In my current position, I coordinate four undergraduate modules [Dynamical Phenomena (PX2015); Energy & Matter (PX3014); Statistical Physics & Stochastic Systems (PX4012); Advanced Signal Processing (PX4014)], yearly supervise various (PGT) theses from the MSc in Data Science, and offer PhD research projects on topics ranging from abstract dynamical systems and network theory to applied neuroscience, mathematical modelling, and smart grid analyses.

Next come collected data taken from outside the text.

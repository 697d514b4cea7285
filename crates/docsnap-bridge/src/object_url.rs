// SPDX-License-Identifier: PMPL-1.0-or-later
// Copyright (c) 2026 Jonathan D.A. Jewell (hyperpolymath) <jonathan.jewell@open.ac.uk>
//
// Temporary object URLs for loaded images.
//
// Each loaded image is shown through a URL issued by an `ObjectUrlStore`. The
// `ObjectUrl` lease revokes it exactly once when dropped, so replacing or
// releasing an image can never leave a URL registered.

use std::collections::HashSet;
use std::fmt;
use std::sync::atomic::{AtomicUsize, Ordering};
use std::sync::{Arc, Mutex};

use base64::Engine;
use base64::engine::general_purpose::STANDARD;
use tracing::{debug, warn};
use uuid::Uuid;

/// Issues and revokes temporary URLs for in-memory content.
pub trait ObjectUrlStore: Send + Sync {
    /// Register `bytes` and return the key and URL under which they can be
    /// displayed.
    fn create(&self, mime_type: &str, bytes: &[u8]) -> (Uuid, String);

    /// Forget a URL. Returns `false` if `key` was not live.
    fn revoke(&self, key: Uuid) -> bool;

    /// Number of URLs issued and not yet revoked.
    fn live_count(&self) -> usize;
}

/// `data:` URL for `bytes`, usable directly as an `<img src>`.
pub fn data_url(mime_type: &str, bytes: &[u8]) -> String {
    format!("data:{mime_type};base64,{}", STANDARD.encode(bytes))
}

/// Store that hands out self-contained `data:` URLs and tracks which are live.
#[derive(Debug, Default)]
pub struct DataUrlRegistry {
    live: Mutex<HashSet<Uuid>>,
    issued: AtomicUsize,
    revoked: AtomicUsize,
}

impl DataUrlRegistry {
    pub fn new() -> Self {
        Self::default()
    }

    /// Total URLs ever issued.
    pub fn issued(&self) -> usize {
        self.issued.load(Ordering::SeqCst)
    }

    /// Total successful revocations.
    pub fn revoked(&self) -> usize {
        self.revoked.load(Ordering::SeqCst)
    }
}

impl ObjectUrlStore for DataUrlRegistry {
    fn create(&self, mime_type: &str, bytes: &[u8]) -> (Uuid, String) {
        let key = Uuid::new_v4();
        self.live.lock().expect("url registry lock poisoned").insert(key);
        self.issued.fetch_add(1, Ordering::SeqCst);
        debug!(%key, mime_type, bytes = bytes.len(), "Object URL issued");
        (key, data_url(mime_type, bytes))
    }

    fn revoke(&self, key: Uuid) -> bool {
        let removed = self.live.lock().expect("url registry lock poisoned").remove(&key);
        if removed {
            self.revoked.fetch_add(1, Ordering::SeqCst);
            debug!(%key, "Object URL revoked");
        } else {
            warn!(%key, "Revoking an object URL that is not live");
        }
        removed
    }

    fn live_count(&self) -> usize {
        self.live.lock().expect("url registry lock poisoned").len()
    }
}

/// Lease on one issued URL. Revokes it when dropped.
pub struct ObjectUrl {
    key: Uuid,
    href: String,
    store: Arc<dyn ObjectUrlStore>,
}

impl ObjectUrl {
    pub fn issue(store: &Arc<dyn ObjectUrlStore>, mime_type: &str, bytes: &[u8]) -> Self {
        let (key, href) = store.create(mime_type, bytes);
        Self {
            key,
            href,
            store: Arc::clone(store),
        }
    }

    pub fn key(&self) -> Uuid {
        self.key
    }

    pub fn href(&self) -> &str {
        &self.href
    }
}

impl Drop for ObjectUrl {
    fn drop(&mut self) {
        self.store.revoke(self.key);
    }
}

impl fmt::Debug for ObjectUrl {
    fn fmt(&self, f: &mut fmt::Formatter<'_>) -> fmt::Result {
        f.debug_struct("ObjectUrl")
            .field("key", &self.key)
            .field("href_len", &self.href.len())
            .finish()
    }
}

I have a PhD in Physics from the UoA for the thesis: "The mathematical principles behind the transmission of Energy and Synchronisation in Complex Networks", which was supervised by Dr Murilo S. Baptista and Prof Celso Grebogi. The thesis got nominated to the Springer theses award "the best of the best" by the UoA, which after winning was published as a book (ISBN 978-3-319-22216-5). Its outcomes (including 5 publications) involve exact and approximate results for the behaviour and stability of complex systems (networked dynamical systems), which are particularly useful when studying phase-angle stability in power-grid systems at the transmission level. Before my PhD, I got an MSc in Physics from the UdelaR for the thesis: "Synchronisation of coupled electronic oscillators", which was supervised by Prof Arturo C. Martí and Dr Cecilia Cabeza. The thesis (including 3 publications) analyses the dynamics of electronic oscillators modelling gregarious fireflies, which I implemented using dual RC circuits and interactions via LED light pulses. My results include mathematical conclusions about the synchronisation properties of networks of generic piecewise oscillators, which are also helpful in understanding neuronal excitatory and inhibitory dynamics.